Background: In symptomatic, drug-refractory atrial fibrillation (AF) patients, pulmonary vein isolation (PVI) is an effective treatment technique.  Nevertheless, approximately one third of patients’ experience AF recurrence. Multiple studies suggested that especially female patients have a worse outcome. To further improve the outcome of PVI and to develop possible sex-specific treatment approaches it is essential to reveal the differences of male and female patients undergoing PVI.

Methods: The trial design was an observational single-center study with a blinded retrospective analysis of cardiac computed tomography angiography (CCTA) images. Statistical analysis comprised all relevant baseline characteristics as well as left atrial and left atrial appendage measurement data.

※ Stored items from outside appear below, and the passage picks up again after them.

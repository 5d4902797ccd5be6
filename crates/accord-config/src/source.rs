//! Configuration sources and the layers they produce.
//!
//! A source yields ordered raw key/value pairs without interpreting
//! precedence or types; duplicates are preserved so the merger can
//! detect an internally inconsistent layer.

use crate::error::SourceError;
use log::debug;
use serde_json::Value;
use std::fs;
use std::path::{Path, PathBuf};

/// A raw, still-untyped configuration value as a source produced it.
pub type RawValue = Value;

/// Any producer of raw key/value pairs.
///
/// Implementations perform no validation and no precedence reasoning;
/// they only read and parse. A syntactically broken or unreachable
/// backing source fails the whole layer with [`SourceError`].
pub trait Source {
    /// Human-readable name used in layer metadata and error messages.
    fn name(&self) -> &str;

    /// Read the source into ordered pairs, preserving duplicates.
    fn entries(&self) -> Result<Vec<(String, RawValue)>, SourceError>;
}

/// One ordered configuration source with a precedence rank.
///
/// Built once per configured source during loading, never mutated
/// afterward. Lower ranks are applied first; higher ranks override.
#[derive(Debug, Clone)]
pub struct Layer {
    name: String,
    precedence: i32,
    entries: Vec<(String, RawValue)>,
}

impl Layer {
    /// Read a source into a layer at the given precedence rank.
    pub fn load(precedence: i32, source: &dyn Source) -> Result<Self, SourceError> {
        let entries = source.entries()?;
        debug!(
            "loaded layer (name={}, precedence={}, entries={})",
            source.name(),
            precedence,
            entries.len()
        );
        Ok(Self {
            name: source.name().to_string(),
            precedence,
            entries,
        })
    }

    /// Build a layer directly from pairs, mainly for tests and embedders.
    pub fn from_pairs(
        name: impl Into<String>,
        precedence: i32,
        entries: Vec<(String, RawValue)>,
    ) -> Self {
        Self {
            name: name.into(),
            precedence,
            entries,
        }
    }

    /// The layer's name, carried into effective entries and reports.
    pub fn name(&self) -> &str {
        &self.name
    }

    /// The layer's precedence rank (lower = applied first).
    pub fn precedence(&self) -> i32 {
        self.precedence
    }

    /// The raw pairs in source order, duplicates included.
    pub fn entries(&self) -> &[(String, RawValue)] {
        &self.entries
    }
}

/// Flat declaration file: one `key = value` per line.
///
/// Values are JSON5 scalars (`"text"`, `3306`, `true`, `null`); blank
/// lines and `#` comments are skipped. This mirrors the flat
/// constant-declaration files the deployment previously used.
#[derive(Debug, Clone)]
pub struct FileSource {
    name: String,
    path: PathBuf,
}

impl FileSource {
    /// Create a file source with an explicit layer name.
    pub fn new(name: impl Into<String>, path: impl AsRef<Path>) -> Self {
        Self {
            name: name.into(),
            path: path.as_ref().to_path_buf(),
        }
    }
}

impl Source for FileSource {
    fn name(&self) -> &str {
        &self.name
    }

    fn entries(&self) -> Result<Vec<(String, RawValue)>, SourceError> {
        let contents = fs::read_to_string(&self.path).map_err(|err| SourceError::Unreadable {
            name: format!("{}({})", self.name, self.path.display()),
            source: err,
        })?;
        parse_declarations(&self.name, &contents)
    }
}

/// Parse flat `key = value` declarations, keeping duplicates in order.
fn parse_declarations(name: &str, contents: &str) -> Result<Vec<(String, RawValue)>, SourceError> {
    let mut entries = Vec::new();
    for (idx, raw_line) in contents.lines().enumerate() {
        let line = raw_line.trim();
        if line.is_empty() || line.starts_with('#') {
            continue;
        }
        let (key, literal) = line.split_once('=').ok_or_else(|| SourceError::Malformed {
            name: name.to_string(),
            line: idx + 1,
            message: "expected `key = value`".to_string(),
        })?;
        let key = key.trim();
        if key.is_empty() {
            return Err(SourceError::Malformed {
                name: name.to_string(),
                line: idx + 1,
                message: "empty key".to_string(),
            });
        }
        let value: Value =
            json5::from_str(literal.trim()).map_err(|err| SourceError::Malformed {
                name: name.to_string(),
                line: idx + 1,
                message: err.to_string(),
            })?;
        if value.is_array() || value.is_object() {
            return Err(SourceError::Malformed {
                name: name.to_string(),
                line: idx + 1,
                message: "expected a scalar value".to_string(),
            });
        }
        entries.push((key.to_string(), value));
    }
    Ok(entries)
}

/// Process environment variables under a prefix.
///
/// `ACCORD_DATABASE__HOST` becomes `database.host`: the prefix is
/// stripped, the rest lowercased, and `__` maps to `.`. Values stay
/// literal strings; the validator coerces them.
#[derive(Debug, Clone)]
pub struct EnvSource {
    name: String,
    prefix: String,
    vars: Vec<(String, String)>,
}

/// Default environment variable prefix for the Accord stack.
pub const DEFAULT_ENV_PREFIX: &str = "ACCORD_";

impl EnvSource {
    /// Capture the current process environment under the prefix.
    pub fn from_process(name: impl Into<String>, prefix: impl Into<String>) -> Self {
        Self::from_vars(name, prefix, std::env::vars())
    }

    /// Build from explicit variables, mainly for tests.
    pub fn from_vars(
        name: impl Into<String>,
        prefix: impl Into<String>,
        vars: impl IntoIterator<Item = (String, String)>,
    ) -> Self {
        Self {
            name: name.into(),
            prefix: prefix.into(),
            vars: vars.into_iter().collect(),
        }
    }
}

impl Source for EnvSource {
    fn name(&self) -> &str {
        &self.name
    }

    fn entries(&self) -> Result<Vec<(String, RawValue)>, SourceError> {
        let mut entries: Vec<(String, RawValue)> = self
            .vars
            .iter()
            .filter_map(|(var, value)| {
                let rest = var.strip_prefix(&self.prefix)?;
                if rest.is_empty() {
                    return None;
                }
                let key = rest.to_ascii_lowercase().replace("__", ".");
                Some((key, Value::String(value.clone())))
            })
            .collect();
        // The process environment has no meaningful order.
        entries.sort_by(|a, b| a.0.cmp(&b.0));
        Ok(entries)
    }
}

/// In-code pairs, for tests and embedding applications.
#[derive(Debug, Clone)]
pub struct MemorySource {
    name: String,
    entries: Vec<(String, RawValue)>,
}

impl MemorySource {
    /// Wrap explicit pairs under a layer name.
    pub fn new(name: impl Into<String>, entries: Vec<(String, RawValue)>) -> Self {
        Self {
            name: name.into(),
            entries,
        }
    }
}

impl Source for MemorySource {
    fn name(&self) -> &str {
        &self.name
    }

    fn entries(&self) -> Result<Vec<(String, RawValue)>, SourceError> {
        Ok(self.entries.clone())
    }
}

#[cfg(test)]
mod tests {
    use super::*;
    use pretty_assertions::assert_eq;
    use serde_json::json;

    #[test]
    fn parses_declarations_with_comments_and_duplicates() {
        let contents = r#"
            # database
            database.host = "localhost"
            database.port = 3306
            app.debug = true
            redis.password = null

            database.port = 5432
        "#;
        let entries = parse_declarations("defaults", contents).expect("parse");
        assert_eq!(
            entries,
            vec![
                ("database.host".to_string(), json!("localhost")),
                ("database.port".to_string(), json!(3306)),
                ("app.debug".to_string(), json!(true)),
                ("redis.password".to_string(), json!(null)),
                ("database.port".to_string(), json!(5432)),
            ]
        );
    }

    #[test]
    fn malformed_line_reports_line_number() {
        let err = parse_declarations("defaults", "database.host = \"ok\"\nnot a declaration")
            .unwrap_err();
        match err {
            SourceError::Malformed { line, .. } => assert_eq!(line, 2),
            other => panic!("unexpected error: {other}"),
        }
    }

    #[test]
    fn rejects_non_scalar_values() {
        let err = parse_declarations("defaults", "upload.types = [\"pdf\"]").unwrap_err();
        assert!(matches!(err, SourceError::Malformed { line: 1, .. }));
    }

    #[test]
    fn env_source_maps_prefixed_variables() {
        let source = EnvSource::from_vars(
            "env",
            DEFAULT_ENV_PREFIX,
            vec![
                ("ACCORD_DATABASE__HOST".to_string(), "prod-db".to_string()),
                ("ACCORD_RATE_LIMIT__LOGIN".to_string(), "25".to_string()),
                ("PATH".to_string(), "/usr/bin".to_string()),
            ],
        );
        let entries = source.entries().expect("entries");
        assert_eq!(
            entries,
            vec![
                ("database.host".to_string(), json!("prod-db")),
                ("rate_limit.login".to_string(), json!("25")),
            ]
        );
    }

    #[test]
    fn missing_file_is_a_source_error() {
        let source = FileSource::new("defaults", "/nonexistent/accord.conf");
        let err = Layer::load(0, &source).unwrap_err();
        assert!(matches!(err, SourceError::Unreadable { .. }));
    }
}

Results: A total of 1.103 patients underwent second generation cryoballoon PVI from May 2012 to September 2016. Prior to the intervention CCTA was conducted in 725 (65.7%) patients of which 473 (65.2%) had sufficient image quality for further measuring and analysis. Mean age was 66.3±9.5 years comprising 284 (60%) male and 189 (40%) female patients. Paroxysmal AF was present in 277 (58.6%) participants. Female patients were older (p<0.001) and had a greater body mass index than male patients (p=0.026). Regarding measurement parameters LA volumes (p<0.001), posterior wall box dimensions and pulmonary vein ostial dimensions were significantly larger in male patients than compared to female patients. There was no difference found in patients regarding LAA morphology.

Conclusion: Compared to male, female patients were older, had a higher BMI and had significantly smaller LA volumes, posterior wall box areas as well as PV ostial dimensions.  LAA morphology showed no difference in male compared to female patients.